EXERCISE GOAL:
The records follow. Print, word for word, the first line through the "a one-key JSON" line.

DATA TO PROCESS:

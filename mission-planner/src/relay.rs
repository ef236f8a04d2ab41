//! Client for the key-value relay that backs live mission sharing. The
//! relay speaks webdis-style HTTP: every command is a GET with the command
//! and its arguments as path segments, and every response is a one-key JSON
//! object named after the command. Channel setup, teardown and publishing
//! go through server-side scripts invoked by hash (`EVALSHA`); the hashes
//! themselves are fetched once per session from the `scripts` key.
//!
//! Everything in this module is pure string work so it runs under plain
//! `cargo test`; the actual HTTP transport lives behind the wasm boundary.

use std::error::Error;
use std::fmt;

use serde_json::Value;

/// Channel keys live under this prefix on the relay.
const CHANNEL_PREFIX: &str = "stream:";

/// The relay reported a failure or returned something unreadable. Never
/// affects local mission state; the shell shows it as a transient error.
#[derive(Clone, PartialEq, Debug)]
pub struct RelayError(pub String);

impl fmt::Display for RelayError {
    fn fmt(&self, f: &mut fmt::Formatter<'_>) -> fmt::Result {
        write!(f, "relay error: {}", self.0)
    }
}

impl Error for RelayError {}

#[derive(Clone, Copy, PartialEq, Eq, Debug)]
pub enum Status {
    Success,
    Failure,
}

/// Result of one relay script call: `["SUCCESS"|"FAILURE", message?, payload?]`.
#[derive(Clone, PartialEq, Debug)]
pub struct Outcome {
    pub status: Status,
    pub message: Option<String>,
    pub payload: Option<String>,
}

impl Outcome {
    pub fn is_success(&self) -> bool {
        self.status == Status::Success
    }
}

/// Server-side script hashes, fetched once per session via HMGET.
#[derive(Clone, PartialEq, Debug, Default)]
pub struct Scripts {
    pub get_channel: String,
    pub publish_state: String,
    pub new_stream: String,
    pub get_reconnect: String,
}

impl Scripts {
    /// Field names on the relay's `scripts` hash, in HMGET order.
    pub const FIELDS: [&'static str; 4] =
        ["getChannel", "publishState", "newStream", "getReconnect"];

    /// Values come back in [`Scripts::FIELDS`] order; any missing hash fails
    /// the whole handshake.
    pub fn from_values(values: Vec<Option<String>>) -> Result<Scripts, RelayError> {
        match <[Option<String>; 4]>::try_from(values) {
            Ok([Some(get_channel), Some(publish_state), Some(new_stream), Some(get_reconnect)]) => {
                Ok(Scripts {
                    get_channel,
                    publish_state,
                    new_stream,
                    get_reconnect,
                })
            }
            _ => Err(RelayError("script hashes missing from relay".to_string())),
        }
    }
}

#[derive(Clone, Debug)]
pub struct Relay {
    host: String,
    pub scripts: Scripts,
}

impl Relay {
    pub fn new(host: &str) -> Relay {
        Relay {
            host: host.trim_end_matches('/').to_string(),
            scripts: Scripts::default(),
        }
    }

    /// Arguments are appended verbatim; callers [`escape`] anything that is
    /// not already URL-safe.
    pub fn evalsha_url(&self, script: &str, args: &[&str]) -> String {
        let mut url = format!("{}/EVALSHA/{}/0", self.host, script);
        for arg in args {
            url.push('/');
            url.push_str(arg);
        }
        url
    }

    pub fn hmget_url(&self, key: &str, fields: &[&str]) -> String {
        let mut url = format!("{}/HMGET/{}", self.host, key);
        for field in fields {
            url.push('/');
            url.push_str(field);
        }
        url
    }

    pub fn keys_url(&self, pattern: &str) -> String {
        format!("{}/KEYS/{}", self.host, pattern)
    }

    pub fn channel_list_url(&self) -> String {
        self.keys_url(&format!("{}*", CHANNEL_PREFIX))
    }

    pub fn subscribe_url(&self, channel: &str) -> String {
        format!("{}/SUBSCRIBE/{}", self.host, channel)
    }

    pub fn unsubscribe_url(&self, channel: &str) -> String {
        format!("{}/UNSUBSCRIBE/{}", self.host, channel)
    }
}

/// Percent-encode everything outside the RFC 3986 unreserved set, so a
/// serialized mission can ride in a URL path segment. The relay decodes
/// segments before storing them.
pub fn escape(raw: &str) -> String {
    let mut out = String::with_capacity(raw.len());
    for byte in raw.bytes() {
        match byte {
            b'A'..=b'Z' | b'a'..=b'z' | b'0'..=b'9' | b'-' | b'_' | b'.' | b'~' => {
                out.push(byte as char)
            }
            _ => out.push_str(&format!("%{:02X}", byte)),
        }
    }
    out
}

/// Channel keys are listed as `stream:<name>`; the UI shows just the name.
pub fn display_name(key: &str) -> &str {
    key.strip_prefix(CHANNEL_PREFIX).unwrap_or(key)
}

fn reply_array<'a>(body: &'a Value, command: &str) -> Result<&'a Vec<Value>, RelayError> {
    body.get(command)
        .and_then(Value::as_array)
        .ok_or_else(|| RelayError(format!("no {} reply", command)))
}

fn parse_body(body: &str) -> Result<Value, RelayError> {
    serde_json::from_str(body).map_err(|err| RelayError(err.to_string()))
}

/// `{"EVALSHA": ["SUCCESS"|"FAILURE", message?, payload?]}`.
pub fn parse_evalsha(body: &str) -> Result<Outcome, RelayError> {
    let body = parse_body(body)?;
    let reply = reply_array(&body, "EVALSHA")?;
    let status = match reply.first().and_then(Value::as_str) {
        Some("SUCCESS") => Status::Success,
        _ => Status::Failure,
    };
    Ok(Outcome {
        status,
        message: reply.get(1).and_then(Value::as_str).map(str::to_string),
        payload: reply.get(2).and_then(Value::as_str).map(str::to_string),
    })
}

/// `{"KEYS": ["stream:a", ...]}` — the raw channel keys.
pub fn parse_keys(body: &str) -> Result<Vec<String>, RelayError> {
    let body = parse_body(body)?;
    let reply = reply_array(&body, "KEYS")?;
    Ok(reply
        .iter()
        .filter_map(Value::as_str)
        .map(str::to_string)
        .collect())
}

/// `{"HMGET": [...]}` — one value per requested field, null when missing.
pub fn parse_hmget(body: &str) -> Result<Vec<Option<String>>, RelayError> {
    let body = parse_body(body)?;
    let reply = reply_array(&body, "HMGET")?;
    Ok(reply
        .iter()
        .map(|value| value.as_str().map(str::to_string))
        .collect())
}

/// One chunk of a SUBSCRIBE stream: `{"SUBSCRIBE": [kind, channel, payload]}`.
/// The payload is the published state, except for the integer handshake that
/// acknowledges the subscription — that yields `None`.
pub fn parse_subscribe_chunk(body: &str) -> Result<Option<String>, RelayError> {
    let body = parse_body(body)?;
    let reply = reply_array(&body, "SUBSCRIBE")?;
    Ok(reply.get(2).and_then(Value::as_str).map(str::to_string))
}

SOLUTION FOR THIS TASK:
filename mission-planner/src/relay.rs
repository ef236f8a04d2ab41
//! Client for the key-value relay that backs live mission sharing. The
//! relay speaks webdis-style HTTP: every command is a GET with the command
//! and its arguments as path segments, and every response is a one-key JSON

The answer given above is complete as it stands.